Conservation Success Index

By Trout Unlimited

Now the CSI can be used to investigate crimes against nature. 

Trout Unlimited has developed its own Conservation Success Index, or CSI, to compare the status of native trout and salmon throughout the United States and to develop priorities for protecting and restoring aquatic resources. The CSI provides a framework to examine the range-wide condition, habitat integrity, population integrity, and future risk of native coldwater fishes using data provided by state, federal, tribal, and non-governmental organizations.

Many of our streams and rivers have been severely degraded by dams, water diversions, other habitat alterations, and pollution. Aquatic habitats also frequently have been invaded by non-native species, including not only exotic fishes but also invasive plants, snails and other non-native invertebrates. Ironically, brook trout, which TU is striving to restore within their native range in the East, have been inappropriately introduced into streams in the West where they impact native cutthroat trout.

Overall, the impact to aquatic communities has been so extreme that more than one in three native fishes in the United States is now at risk of extinction.  Extinction rates are five times higher for freshwater species such as fishes and mussels than for birds, mammals, or other terrestrial species.

As a group, native trout are at high risk despite their substantial economic, recreational, and ecological values. Most native trout species are listed as threatened or endangered under the Endangered Species Act, are considered to be candidates for such listing, or have recently been petitioned for listing.

Native trout are good indicators of the health of aquatic communities, especially our nation’s streams and rivers, for the following reasons:

  • Native trout are sensitive to physical alteration as well as chemical and biological pollution of their habitats. If native trout occur in large numbers, their habitat is most likely to be high quality and largely free of non-native species.
  • Native trout are broadly distributed and thus encompass a large number of river basins throughout the western United States. 
  • Native trout are among our best-monitored and well-known aquatic species. Fisheries agencies tend to have more and higher quality data for species like trout and salmon than for other fishes. Thus their status and trends are more readily determined. 
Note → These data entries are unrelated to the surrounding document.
//! Spread calculation over a merged symbol book.

use spreadscan_core::{ArbitrageOpportunity, SymbolBook};

/// Configuration for the spread calculator.
#[derive(Debug, Clone, PartialEq)]
pub struct SpreadConfig {
    /// Minimum profit percent for an opportunity to be reported.
    /// The comparison is inclusive: a spread of exactly this value passes.
    pub min_profit_percent: f64,
}

impl Default for SpreadConfig {
    fn default() -> Self {
        Self {
            min_profit_percent: 0.5,
        }
    }
}

/// Compute all opportunities in the book, ranked by profit descending.
///
/// Eligibility rules live in `ArbitrageOpportunity::from_quotes`: a symbol
/// needs quotes from at least two exchanges and a strictly positive
/// minimum price. The full ranked sequence is returned; truncation is the
/// caller's presentation concern.
pub fn rank_opportunities(book: &SymbolBook, config: &SpreadConfig) -> Vec<ArbitrageOpportunity> {
    let mut opportunities: Vec<ArbitrageOpportunity> = book
        .iter()
        .filter_map(|(symbol, quotes)| ArbitrageOpportunity::from_quotes(symbol, quotes))
        .filter(|opp| opp.profit_percent >= config.min_profit_percent)
        .collect();

    opportunities.sort_by(|a, b| {
        b.profit_percent
            .partial_cmp(&a.profit_percent)
            .unwrap_or(std::cmp::Ordering::Equal)
            .then_with(|| a.symbol.cmp(&b.symbol))
    });

    opportunities
}

#[cfg(test)]
mod tests {
    use super::*;
    use pretty_assertions::assert_eq;
    use spreadscan_core::{ExchangeId, PriceMap, Symbol, SymbolBook};

    fn book(entries: &[(&str, &[(ExchangeId, f64)])]) -> SymbolBook {
        let mut book = SymbolBook::new();
        for (exchange, raw_symbol, price) in entries
            .iter()
            .flat_map(|(s, qs)| qs.iter().map(move |&(e, p)| (e, *s, p)))
        {
            let mut prices = PriceMap::new();
            prices.insert(Symbol::normalize(raw_symbol), price);
            book.extend_from(exchange, prices);
        }
        book
    }

    #[test]
    fn test_spec_example_half_percent_spread() {
        // Exchange A: BTCUSDT=60000, exchange B: BTC-USDT=60300, C silent.
        let book = book(&[
            ("BTCUSDT", &[(ExchangeId::Binance, 60000.0)]),
            ("BTC-USDT", &[(ExchangeId::Kucoin, 60300.0)]),
        ]);

        let opps = rank_opportunities(&book, &SpreadConfig::default());
        assert_eq!(opps.len(), 1);
        let opp = &opps[0];
        assert_eq!(opp.symbol.as_str(), "BTCUSDT");
        assert_eq!(opp.buy_exchange, ExchangeId::Binance);
        assert_eq!(opp.buy_price, 60000.0);
        assert_eq!(opp.sell_exchange, ExchangeId::Kucoin);
        assert_eq!(opp.sell_price, 60300.0);
        assert!((opp.profit_percent - 0.5).abs() < 1e-9);
    }

    #[test]
    fn test_single_exchange_symbols_never_appear() {
        let book = book(&[
            ("SOLUSDT", &[(ExchangeId::Binance, 150.0)]),
            ("ADAUSDT", &[(ExchangeId::Mexc, 0.45)]),
        ]);
        assert!(rank_opportunities(&book, &SpreadConfig::default()).is_empty());
    }

    #[test]
    fn test_non_positive_minimum_excluded() {
        let book = book(&[(
            "JUNKUSDT",
            &[(ExchangeId::Binance, 0.0), (ExchangeId::Kucoin, 10.0)],
        )]);
        let config = SpreadConfig {
            min_profit_percent: 0.0,
        };
        assert!(rank_opportunities(&book, &config).is_empty());
    }

    #[test]
    fn test_threshold_boundary_is_inclusive() {
        let book = book(&[
            // Exactly 0.5% spread.
            (
                "BTCUSDT",
                &[(ExchangeId::Binance, 60000.0), (ExchangeId::Kucoin, 60300.0)],
            ),
            // 0.3% spread, below threshold.
            (
                "ETHUSDT",
                &[(ExchangeId::Binance, 3000.0), (ExchangeId::Kucoin, 3009.0)],
            ),
        ]);

        let opps = rank_opportunities(&book, &SpreadConfig::default());
        assert_eq!(opps.len(), 1);
        assert_eq!(opps[0].symbol.as_str(), "BTCUSDT");
    }

    #[test]
    fn test_sorted_descending_and_idempotent() {
        let book = book(&[
            (
                "AUSDT",
                &[(ExchangeId::Binance, 100.0), (ExchangeId::Kucoin, 101.0)],
            ),
            (
                "BUSDT",
                &[(ExchangeId::Binance, 100.0), (ExchangeId::Kucoin, 105.0)],
            ),
            (
                "CUSDT",
                &[(ExchangeId::Binance, 100.0), (ExchangeId::Kucoin, 103.0)],
            ),
        ]);

        let config = SpreadConfig {
            min_profit_percent: 0.0,
        };
        let opps = rank_opportunities(&book, &config);
        let profits: Vec<f64> = opps.iter().map(|o| o.profit_percent).collect();
        assert_eq!(profits, vec![5.0, 3.0, 1.0]);

        // Re-sorting the already sorted output changes nothing.
        let mut resorted = opps.clone();
        resorted.sort_by(|a, b| {
            b.profit_percent
                .partial_cmp(&a.profit_percent)
                .unwrap()
                .then_with(|| a.symbol.cmp(&b.symbol))
        });
        assert_eq!(opps, resorted);
    }

    #[test]
    fn test_equal_profits_ordered_by_symbol() {
        let book = book(&[
            (
                "ZZZUSDT",
                &[(ExchangeId::Binance, 100.0), (ExchangeId::Kucoin, 102.0)],
            ),
            (
                "AAAUSDT",
                &[(ExchangeId::Binance, 50.0), (ExchangeId::Kucoin, 51.0)],
            ),
        ]);

        let opps = rank_opportunities(&book, &SpreadConfig::default());
        assert_eq!(opps.len(), 2);
        assert_eq!(opps[0].symbol.as_str(), "AAAUSDT");
        assert_eq!(opps[1].symbol.as_str(), "ZZZUSDT");
    }
}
The Conservation Success Index map will be periodically updated to include more native species, such as Lahontan cutthroat trout, Gila trout, redband trout, and golden trout. Look for more information about the CSI and expanded future species coverage under the “Science” banner at Trout Unlimited.
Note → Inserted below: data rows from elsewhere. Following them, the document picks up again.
//! Exchange identifiers.

use serde::{Deserialize, Serialize};
use std::fmt;

/// Identifier for a configured exchange venue.
///
/// `Ord` is derived from the declaration order, which matches the
/// lexicographic order of the display names. Ranking code relies on this
/// for deterministic tie-breaking when two venues quote the same price.
#[derive(Debug, Clone, Copy, PartialEq, Eq, PartialOrd, Ord, Hash, Serialize, Deserialize)]
#[repr(u8)]
pub enum ExchangeId {
    Binance = 0,
    Bitstamp = 1,
    Coinbase = 2,
    GateIo = 3,
    Kucoin = 4,
    Mexc = 5,
}

impl ExchangeId {
    pub fn from_id(id: u8) -> Option<Self> {
        match id {
            0 => Some(ExchangeId::Binance),
            1 => Some(ExchangeId::Bitstamp),
            2 => Some(ExchangeId::Coinbase),
            3 => Some(ExchangeId::GateIo),
            4 => Some(ExchangeId::Kucoin),
            5 => Some(ExchangeId::Mexc),
            _ => None,
        }
    }

    #[inline]
    pub fn id(self) -> u8 {
        self as u8
    }

    pub fn as_str(self) -> &'static str {
        match self {
            ExchangeId::Binance => "Binance",
            ExchangeId::Bitstamp => "Bitstamp",
            ExchangeId::Coinbase => "Coinbase",
            ExchangeId::GateIo => "Gate.io",
            ExchangeId::Kucoin => "KuCoin",
            ExchangeId::Mexc => "MEXC",
        }
    }

    pub fn from_name(name: &str) -> Option<Self> {
        let name = name.trim();
        Self::all()
            .iter()
            .copied()
            .find(|e| e.as_str().eq_ignore_ascii_case(name))
    }

    pub fn all() -> &'static [ExchangeId] {
        &[
            ExchangeId::Binance,
            ExchangeId::Bitstamp,
            ExchangeId::Coinbase,
            ExchangeId::GateIo,
            ExchangeId::Kucoin,
            ExchangeId::Mexc,
        ]
    }
}

impl fmt::Display for ExchangeId {
    fn fmt(&self, f: &mut fmt::Formatter<'_>) -> fmt::Result {
        f.write_str(self.as_str())
    }
}

#[cfg(test)]
mod tests {
    use super::*;
    use pretty_assertions::assert_eq;

    #[test]
    fn test_exchange_from_id() {
        assert_eq!(ExchangeId::from_id(0), Some(ExchangeId::Binance));
        assert_eq!(ExchangeId::from_id(5), Some(ExchangeId::Mexc));
        assert_eq!(ExchangeId::from_id(255), None);
    }

    #[test]
    fn test_exchange_as_str() {
        assert_eq!(ExchangeId::Binance.as_str(), "Binance");
        assert_eq!(ExchangeId::GateIo.as_str(), "Gate.io");
        assert_eq!(ExchangeId::Mexc.as_str(), "MEXC");
    }

    #[test]
    fn test_exchange_from_name() {
        assert_eq!(ExchangeId::from_name("binance"), Some(ExchangeId::Binance));
        assert_eq!(ExchangeId::from_name("Gate.io"), Some(ExchangeId::GateIo));
        assert_eq!(ExchangeId::from_name("nope"), None);
    }

    #[test]
    fn test_exchange_order_matches_names() {
        // Tie-breaking in the ranker compares ExchangeId directly, so the
        // enum order must agree with the display-name order.
        let names: Vec<&str> = ExchangeId::all().iter().map(|e| e.as_str()).collect();
        let sorted = {
            let mut s = names.clone();
            s.sort();
            s
        };
        assert_eq!(names, sorted);
    }
}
Priority Watersheds in the West

The western United States map identifies watersheds containing high priority native trout populations. Two criteria—genetic purity and population persistence—are used to determine priority status. 

To meet genetic purity criteria, populations must be within their native range and be 90% or more genetically pure. Because hybridization with non-native trout is a major threat to many species, genetic purity is an important indicator for population integrity and the presence of non-native species. 

Population persistence is another critical factor for native coldwater fishes. Populations must have sufficient habitat of suitable quality to support an “effective population” of at least 500 adults to meet persistence criteria. Because the effective population size assumes an equal sex ratio and equal spawning contributions per adult, it often requires a total adult population of 1,000 to 2,000 fish to equate to an effective population of 500. 

The highest priorities for protection are those populations that meet both the genetic and persistence criteria, while populations that meet one but not both criteria are high priority for restoration. For example, if a population meets only the genetic purity threshold, then its habitat needs to be restored and/or expanded so that the population can support an effective population of at least 500 adults.  On the other hand, if a population meets only the population persistence threshold, then non-native species control efforts are likely to be needed. 

Priority Watersheds in the East

The map of the Eastern U.S. shows protection and restoration priorities for brook trout. These priorities are established at the subwatershed scale, which are smaller subsets of the watersheds identified for western trout. 

The highest protection priorities are brook trout strongholds supported by habitats with high integrity. Habitats for restoration priority are identified based on population and/or habitat declines.

Unlike their western counterparts, eastern brook trout are not threatened by hybridization with non-native trout. In the East, the genetic concerns are more related with interbasin transfers of brook trout, which confounds the desire to maintain genetic purity and adaptation of the local genome. In terms of habitat degradation, eastern stream systems are threatened primarily by deforestation, overgrazing by livestock, pollution, conversion of land to agriculture, and expanding urban areas.